Augmentation categories in higher dimensions
Hanming Liu
TL;DR
This work extends the augmentation category for Legendrian contact homology from dimension three to higher-dimensional contactizations $V=M\times \mathbb{R}$ with exact $M$ and finite geometry at infinity, working over fields of characteristic $2$. It introduces a localization-based construction of the unital $A_\infty$-category $\mathcal{A}ug_+(V,\Lambda)$ using arbitrary generic perturbations of parallel copies and inverting a family of degree-zero cocycles, thereby achieving invariance under perturbations and Legendrian isotopy without requiring consistent perturbation sequences.
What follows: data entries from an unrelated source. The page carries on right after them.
//! Agent records and key bindings — the ledger's data model.
//!
//! The owner↔record↔key relationship is a labelled graph (revoking a
//! key deactivates records; records hold key hashes). It is represented
//! as flat tables keyed by stable identifiers — agent id, key hash,
//! owner address — never as direct cross-object ownership.

use serde::{Deserialize, Serialize};

use sage_crypto::hash::keccak256;
use sage_crypto::keys::KeyKind;

use crate::error::RegistryError;

/// keccak-256 of the canonical DID string.
pub type AgentId = [u8; 32];

/// 20-byte chain address.
pub type Address = [u8; 20];

#[derive(Debug, Clone, Copy, PartialEq, Eq, Serialize, Deserialize)]
#[serde(rename_all = "snake_case")]
pub enum KeyStatus {
    /// Registered but not yet proven/approved.
    Pending,
    /// Ownership proof checked (ECDSA) or hook-approved (Ed25519/X25519).
    Verified,
    /// Invalidated forever.
    Revoked,
}

/// One registered key. `bytes` is the family's public encoding; `proof`
/// is the ownership evidence submitted at registration.
#[derive(Debug, Clone, Serialize, Deserialize)]
pub struct AgentKey {
    pub kind: KeyKind,
    #[serde(with = "serde_bytes_b64")]
    pub bytes: Vec<u8>,
    #[serde(with = "serde_bytes_b64")]
    pub proof: Vec<u8>,
    pub registered_at: u64,
    pub status: KeyStatus,
}

impl AgentKey {
    pub fn hash(&self) -> [u8; 32] {
        keccak256(&self.bytes)
    }

    pub fn validate(&self) -> Result<(), RegistryError> {
        self.kind.validate(&self.bytes)?;
        Ok(())
    }
}

/// The on-ledger agent record. Never deleted — deactivation flips
/// `active` and the row stays as audit trail.
#[derive(Debug, Clone, Serialize, Deserialize)]
pub struct AgentRecord {
    pub agent_id: AgentId,
    pub did: String,
    pub owner: Address,
    pub name: String,
    pub description: String,
    pub endpoint: String,
    pub capabilities: String,
    pub key_hashes: Vec<[u8; 32]>,
    pub chain_id: u64,
    pub registered_at: u64,
    pub updated_at: u64,
    pub active: bool,
    /// Incremented on every metadata update (replay defence for
    /// off-chain mirrors).
    pub meta_nonce: u64,
}

/// Reveal-phase parameters. Field set and order are normative — the
/// commit hash binds `did`, `keys`, `owner`, `salt`, `chain_id`.
#[derive(Debug, Clone, Serialize, Deserialize)]
pub struct RegistrationParams {
    pub did: String,
    pub name: String,
    pub description: String,
    pub endpoint: String,
    pub capabilities: String,
    pub keys: Vec<Vec<u8>>,
    pub key_types: Vec<KeyKind>,
    pub signatures: Vec<Vec<u8>>,
}

impl RegistrationParams {
    pub fn validate(&self) -> Result<(), RegistryError> {
        if self.keys.is_empty() {
            return Err(RegistryError::InvalidInput("keys must be non-empty".into()));
        }
        if self.keys.len() != self.key_types.len() || self.keys.len() != self.signatures.len() {
            return Err(RegistryError::InvalidInput(
                "keys, key_types and signatures must have equal length".into(),
            ));
        }
        for (bytes, kind) in self.keys.iter().zip(&self.key_types) {
            kind.validate(bytes)?;
        }
        Ok(())
    }
}

/// Base64 (de)serialisation for opaque byte fields.
mod serde_bytes_b64 {
    use base64::{engine::general_purpose::URL_SAFE_NO_PAD, Engine};
    use serde::{Deserialize, Deserializer, Serializer};

    pub fn serialize<S: Serializer>(bytes: &[u8], s: S) -> Result<S::Ok, S::Error> {
        s.serialize_str(&URL_SAFE_NO_PAD.encode(bytes))
    }

    pub fn deserialize<'de, D: Deserializer<'de>>(d: D) -> Result<Vec<u8>, D::Error> {
        let s = String::deserialize(d)?;
        URL_SAFE_NO_PAD.decode(s).map_err(serde::de::Error::custom)
    }
}

#[cfg(test)]
mod tests {
    use super::*;

    #[test]
    fn key_hash_is_keccak_of_bytes() {
        let key = AgentKey {
            kind: KeyKind::Ed25519,
            bytes: vec![1u8; 32],
            proof: vec![],
            registered_at: 0,
            status: KeyStatus::Pending,
        };
        assert_eq!(key.hash(), keccak256(&[1u8; 32]));
    }

    #[test]
    fn params_length_mismatch_rejected() {
        let params = RegistrationParams {
            did: "did:sage:ethereum:0x00a329c0648769a73afac7f9381e08fb43dbea72".into(),
            name: "a".into(),
            description: String::new(),
            endpoint: String::new(),
            capabilities: String::new(),
            keys: vec![vec![1u8; 32]],
            key_types: vec![KeyKind::Ed25519, KeyKind::X25519],
            signatures: vec![vec![]],
        };
        assert!(params.validate().is_err());
    }
}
An auxiliary category built from countably many pushoffs $\Lambda^i$ is used to guarantee transversality for finite data and to define the localization that yields $\mathcal{A}ug_+(V,\Lambda)$. The authors show that, whenever a consistent sequence of DGAs exists (as in NRSSZ for Legendrian links in $\mathbb{R}^3$), their localisation approach recovers the NRSSZ construction up to $A_\infty$-equivalence, linking the higher-dimensional theory to the established framework. This provides a robust higher-dimensional invariant that connects to sheaf-theoretic descriptions in 1-jet spaces and broadens the applicability of augmentation categories in contact topology.
Abstract
For an exact symplectic manifold $M$ and a Legendrian submanifold $Λ$ of the contactification $M\times \mathbb{R}$, we construct the augmentation category (over a field of characteristic 2), a unital $A_\infty$-category whose objects are augmentations of the Chekanov-Eliashberg differential graded algebra. This extends the construction of the augmentation category by Ng-Rutherford-Shende-Sivek-Zaslow to contact manifolds of dimension greater than 3.